▶ **Try it**: Pull every line holding the word "StoreError" out of the data and copy it.

▶ **Data provided**:
###

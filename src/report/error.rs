use std::path::PathBuf;

use thiserror::Error;

use crate::article::StoreError;

/// Errors writing run outputs.
#[derive(Debug, Error)]
pub enum ReportError {
    /// JSON output could not be written or read.
    #[error(transparent)]
    Store(#[from] StoreError),

    /// Filesystem error outside the JSON store.
    #[error("I/O error on {path}: {source}")]
    Io {
        /// Path involved.
        path: PathBuf,
        /// Underlying error.
        #[source]
        source: std::io::Error,
    },

    /// A chart had nothing to draw.
    #[error("nothing to chart for {path}")]
    EmptyChart {
        /// Chart destination.
        path: PathBuf,
    },
}

impl ReportError {
    /// Creates an I/O error.
    pub fn io(path: impl Into<PathBuf>, source: std::io::Error) -> Self {
        Self::Io {
            path: path.into(),
            source,
        }
    }
}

###

▶ **Reply**:
use crate::article::StoreError;
    Store(#[from] StoreError),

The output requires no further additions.